* Exercise description
The word "LibraryError" marks the lines to keep; find each one in the data and copy it.

* Information supplied
====================

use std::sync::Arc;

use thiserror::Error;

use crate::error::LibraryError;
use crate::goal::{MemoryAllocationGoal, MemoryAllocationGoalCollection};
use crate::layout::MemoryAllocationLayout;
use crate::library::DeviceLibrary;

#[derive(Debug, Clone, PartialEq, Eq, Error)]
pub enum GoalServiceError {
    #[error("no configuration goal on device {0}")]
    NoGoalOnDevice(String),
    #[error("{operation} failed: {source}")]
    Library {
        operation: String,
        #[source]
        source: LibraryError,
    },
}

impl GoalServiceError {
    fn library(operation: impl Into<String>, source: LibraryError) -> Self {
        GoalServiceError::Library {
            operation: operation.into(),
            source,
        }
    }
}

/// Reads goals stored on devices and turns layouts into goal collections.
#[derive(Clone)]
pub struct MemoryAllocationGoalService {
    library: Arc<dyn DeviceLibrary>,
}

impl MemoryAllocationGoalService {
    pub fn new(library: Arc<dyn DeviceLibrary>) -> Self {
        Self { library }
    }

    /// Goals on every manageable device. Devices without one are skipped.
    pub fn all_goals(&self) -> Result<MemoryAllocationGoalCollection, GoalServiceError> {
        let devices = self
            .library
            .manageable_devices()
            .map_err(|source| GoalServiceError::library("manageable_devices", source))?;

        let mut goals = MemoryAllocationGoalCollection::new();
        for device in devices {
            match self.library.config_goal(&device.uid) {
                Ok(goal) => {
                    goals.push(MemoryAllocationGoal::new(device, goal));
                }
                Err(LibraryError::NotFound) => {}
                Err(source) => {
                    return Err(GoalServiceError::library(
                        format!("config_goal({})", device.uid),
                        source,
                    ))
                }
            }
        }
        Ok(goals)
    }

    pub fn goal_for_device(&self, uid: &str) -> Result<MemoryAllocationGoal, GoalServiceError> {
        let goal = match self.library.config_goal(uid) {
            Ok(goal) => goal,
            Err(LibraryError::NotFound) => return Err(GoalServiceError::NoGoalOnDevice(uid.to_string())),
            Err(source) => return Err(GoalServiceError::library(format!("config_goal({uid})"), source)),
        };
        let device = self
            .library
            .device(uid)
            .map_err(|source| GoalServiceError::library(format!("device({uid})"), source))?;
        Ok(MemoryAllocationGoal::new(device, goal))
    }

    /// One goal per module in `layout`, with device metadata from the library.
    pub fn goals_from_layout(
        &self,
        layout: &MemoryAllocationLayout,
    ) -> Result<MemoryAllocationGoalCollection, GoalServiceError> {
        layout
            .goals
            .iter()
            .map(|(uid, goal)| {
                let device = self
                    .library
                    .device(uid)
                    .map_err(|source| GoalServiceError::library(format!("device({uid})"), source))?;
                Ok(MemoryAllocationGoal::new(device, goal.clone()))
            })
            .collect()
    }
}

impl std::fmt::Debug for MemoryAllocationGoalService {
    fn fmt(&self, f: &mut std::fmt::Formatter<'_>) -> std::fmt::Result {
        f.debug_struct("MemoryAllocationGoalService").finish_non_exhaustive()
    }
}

====================

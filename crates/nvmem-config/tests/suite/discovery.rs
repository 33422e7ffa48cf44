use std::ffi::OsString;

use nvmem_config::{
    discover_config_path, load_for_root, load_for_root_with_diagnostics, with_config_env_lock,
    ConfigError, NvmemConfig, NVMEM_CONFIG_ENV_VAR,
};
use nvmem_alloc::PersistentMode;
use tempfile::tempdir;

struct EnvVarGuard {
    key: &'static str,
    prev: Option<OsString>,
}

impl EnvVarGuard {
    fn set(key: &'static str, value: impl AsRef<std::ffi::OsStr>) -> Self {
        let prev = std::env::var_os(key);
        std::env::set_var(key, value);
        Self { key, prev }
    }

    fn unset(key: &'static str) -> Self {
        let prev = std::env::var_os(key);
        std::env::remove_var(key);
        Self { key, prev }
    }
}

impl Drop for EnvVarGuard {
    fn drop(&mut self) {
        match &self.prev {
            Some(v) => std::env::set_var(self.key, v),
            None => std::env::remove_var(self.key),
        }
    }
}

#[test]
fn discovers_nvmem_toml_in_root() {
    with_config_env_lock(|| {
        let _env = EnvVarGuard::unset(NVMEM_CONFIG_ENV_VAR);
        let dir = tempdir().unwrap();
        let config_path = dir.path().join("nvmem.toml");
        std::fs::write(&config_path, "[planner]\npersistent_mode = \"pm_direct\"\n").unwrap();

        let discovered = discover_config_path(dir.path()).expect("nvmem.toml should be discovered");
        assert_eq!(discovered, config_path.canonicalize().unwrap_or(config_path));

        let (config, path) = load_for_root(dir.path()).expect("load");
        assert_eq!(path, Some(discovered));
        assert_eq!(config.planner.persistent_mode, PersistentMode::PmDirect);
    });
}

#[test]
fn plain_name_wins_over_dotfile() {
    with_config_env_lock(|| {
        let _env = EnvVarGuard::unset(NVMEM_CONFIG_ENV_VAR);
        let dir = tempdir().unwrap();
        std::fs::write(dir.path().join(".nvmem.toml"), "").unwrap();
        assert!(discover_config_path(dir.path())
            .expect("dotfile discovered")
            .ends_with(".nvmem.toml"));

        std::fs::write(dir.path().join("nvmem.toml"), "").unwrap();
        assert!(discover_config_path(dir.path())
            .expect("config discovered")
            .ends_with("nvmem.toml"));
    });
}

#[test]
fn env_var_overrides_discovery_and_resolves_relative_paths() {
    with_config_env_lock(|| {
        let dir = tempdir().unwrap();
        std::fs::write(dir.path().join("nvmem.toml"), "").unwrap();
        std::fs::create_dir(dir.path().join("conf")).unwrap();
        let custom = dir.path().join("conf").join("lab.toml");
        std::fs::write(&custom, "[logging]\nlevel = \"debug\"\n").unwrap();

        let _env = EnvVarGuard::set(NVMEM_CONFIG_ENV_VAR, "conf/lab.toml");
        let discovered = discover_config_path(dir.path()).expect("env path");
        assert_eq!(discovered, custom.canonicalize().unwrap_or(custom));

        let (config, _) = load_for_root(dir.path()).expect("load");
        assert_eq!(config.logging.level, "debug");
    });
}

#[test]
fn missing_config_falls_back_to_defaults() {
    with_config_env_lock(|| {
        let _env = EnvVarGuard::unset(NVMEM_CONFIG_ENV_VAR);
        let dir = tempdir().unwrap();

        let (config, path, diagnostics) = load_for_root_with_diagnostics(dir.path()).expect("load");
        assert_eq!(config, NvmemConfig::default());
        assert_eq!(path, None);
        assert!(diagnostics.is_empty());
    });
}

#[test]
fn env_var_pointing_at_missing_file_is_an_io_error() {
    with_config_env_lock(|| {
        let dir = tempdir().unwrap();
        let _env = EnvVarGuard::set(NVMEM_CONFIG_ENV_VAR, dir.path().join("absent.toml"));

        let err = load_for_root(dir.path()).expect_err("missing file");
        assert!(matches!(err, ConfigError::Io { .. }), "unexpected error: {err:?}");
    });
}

====================

* Reply
use crate::error::LibraryError;
        source: LibraryError,
    fn library(operation: impl Into<String>, source: LibraryError) -> Self {
                Err(LibraryError::NotFound) => {}
            Err(LibraryError::NotFound) => return Err(GoalServiceError::NoGoalOnDevice(uid.to_string())),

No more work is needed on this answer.